◆ Task to complete ◆
Filter the listing and keep only the lines with the word "ApiSuccess".

◆ Records ◆

%%

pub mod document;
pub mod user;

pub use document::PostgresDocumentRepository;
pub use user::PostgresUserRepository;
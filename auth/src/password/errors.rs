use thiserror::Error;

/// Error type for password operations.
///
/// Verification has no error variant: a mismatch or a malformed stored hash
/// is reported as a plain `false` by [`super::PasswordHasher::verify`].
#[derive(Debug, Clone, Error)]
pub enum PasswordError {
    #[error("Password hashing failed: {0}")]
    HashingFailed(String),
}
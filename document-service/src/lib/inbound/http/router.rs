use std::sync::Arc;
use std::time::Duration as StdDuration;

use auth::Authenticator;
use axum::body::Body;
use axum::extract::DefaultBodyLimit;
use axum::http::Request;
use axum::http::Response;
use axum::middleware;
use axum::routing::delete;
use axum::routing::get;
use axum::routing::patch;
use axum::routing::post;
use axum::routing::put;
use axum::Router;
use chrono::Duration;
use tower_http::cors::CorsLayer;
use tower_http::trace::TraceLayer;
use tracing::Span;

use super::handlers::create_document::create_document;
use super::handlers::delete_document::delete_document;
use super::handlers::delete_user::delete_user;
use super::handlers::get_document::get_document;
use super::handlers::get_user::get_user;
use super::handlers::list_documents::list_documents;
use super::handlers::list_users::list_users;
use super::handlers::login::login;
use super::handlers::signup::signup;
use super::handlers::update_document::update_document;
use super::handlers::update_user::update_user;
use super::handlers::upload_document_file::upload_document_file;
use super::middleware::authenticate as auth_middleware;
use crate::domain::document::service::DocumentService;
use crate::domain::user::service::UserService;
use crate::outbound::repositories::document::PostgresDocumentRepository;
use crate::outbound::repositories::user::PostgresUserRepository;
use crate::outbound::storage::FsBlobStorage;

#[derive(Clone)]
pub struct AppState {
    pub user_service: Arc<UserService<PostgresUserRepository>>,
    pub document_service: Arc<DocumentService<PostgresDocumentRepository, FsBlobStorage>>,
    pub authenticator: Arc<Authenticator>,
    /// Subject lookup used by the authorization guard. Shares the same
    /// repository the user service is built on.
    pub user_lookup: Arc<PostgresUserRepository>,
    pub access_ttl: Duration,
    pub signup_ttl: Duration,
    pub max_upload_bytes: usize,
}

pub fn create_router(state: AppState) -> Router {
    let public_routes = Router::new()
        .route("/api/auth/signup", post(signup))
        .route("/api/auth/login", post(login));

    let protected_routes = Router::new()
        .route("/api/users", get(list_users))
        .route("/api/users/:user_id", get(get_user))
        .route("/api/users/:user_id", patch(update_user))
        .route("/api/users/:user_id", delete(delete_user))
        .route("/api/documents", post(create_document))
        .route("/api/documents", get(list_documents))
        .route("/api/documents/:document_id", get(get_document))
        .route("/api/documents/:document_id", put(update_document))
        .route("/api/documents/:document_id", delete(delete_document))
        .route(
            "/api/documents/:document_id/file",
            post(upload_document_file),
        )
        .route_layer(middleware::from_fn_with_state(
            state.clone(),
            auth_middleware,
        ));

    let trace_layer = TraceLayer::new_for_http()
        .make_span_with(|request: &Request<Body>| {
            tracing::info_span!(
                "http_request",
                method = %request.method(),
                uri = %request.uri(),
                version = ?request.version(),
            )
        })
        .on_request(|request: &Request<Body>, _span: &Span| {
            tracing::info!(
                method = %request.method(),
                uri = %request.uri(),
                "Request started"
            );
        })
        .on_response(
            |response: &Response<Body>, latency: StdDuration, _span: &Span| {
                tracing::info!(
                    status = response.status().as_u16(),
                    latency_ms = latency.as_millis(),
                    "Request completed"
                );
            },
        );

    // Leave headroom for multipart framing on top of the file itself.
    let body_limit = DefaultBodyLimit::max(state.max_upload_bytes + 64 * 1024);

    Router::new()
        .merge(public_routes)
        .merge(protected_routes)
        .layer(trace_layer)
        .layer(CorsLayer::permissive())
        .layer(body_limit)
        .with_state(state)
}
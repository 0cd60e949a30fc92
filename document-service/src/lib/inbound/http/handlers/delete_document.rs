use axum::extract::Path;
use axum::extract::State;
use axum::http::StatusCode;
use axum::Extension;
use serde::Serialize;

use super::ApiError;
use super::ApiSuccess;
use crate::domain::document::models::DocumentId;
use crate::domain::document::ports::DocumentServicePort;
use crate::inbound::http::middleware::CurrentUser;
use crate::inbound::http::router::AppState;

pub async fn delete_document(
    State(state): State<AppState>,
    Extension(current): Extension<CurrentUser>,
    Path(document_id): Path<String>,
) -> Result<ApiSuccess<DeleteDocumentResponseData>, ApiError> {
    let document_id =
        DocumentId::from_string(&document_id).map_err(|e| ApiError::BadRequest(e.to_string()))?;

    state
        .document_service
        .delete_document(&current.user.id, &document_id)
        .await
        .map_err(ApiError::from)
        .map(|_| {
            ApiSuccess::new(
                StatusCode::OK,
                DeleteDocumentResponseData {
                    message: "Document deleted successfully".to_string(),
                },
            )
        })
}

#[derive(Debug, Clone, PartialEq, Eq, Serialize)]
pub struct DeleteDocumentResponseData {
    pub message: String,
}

%%

◆ Response area ◆
use super::ApiSuccess;
) -> Result<ApiSuccess<DeleteDocumentResponseData>, ApiError> {
            ApiSuccess::new(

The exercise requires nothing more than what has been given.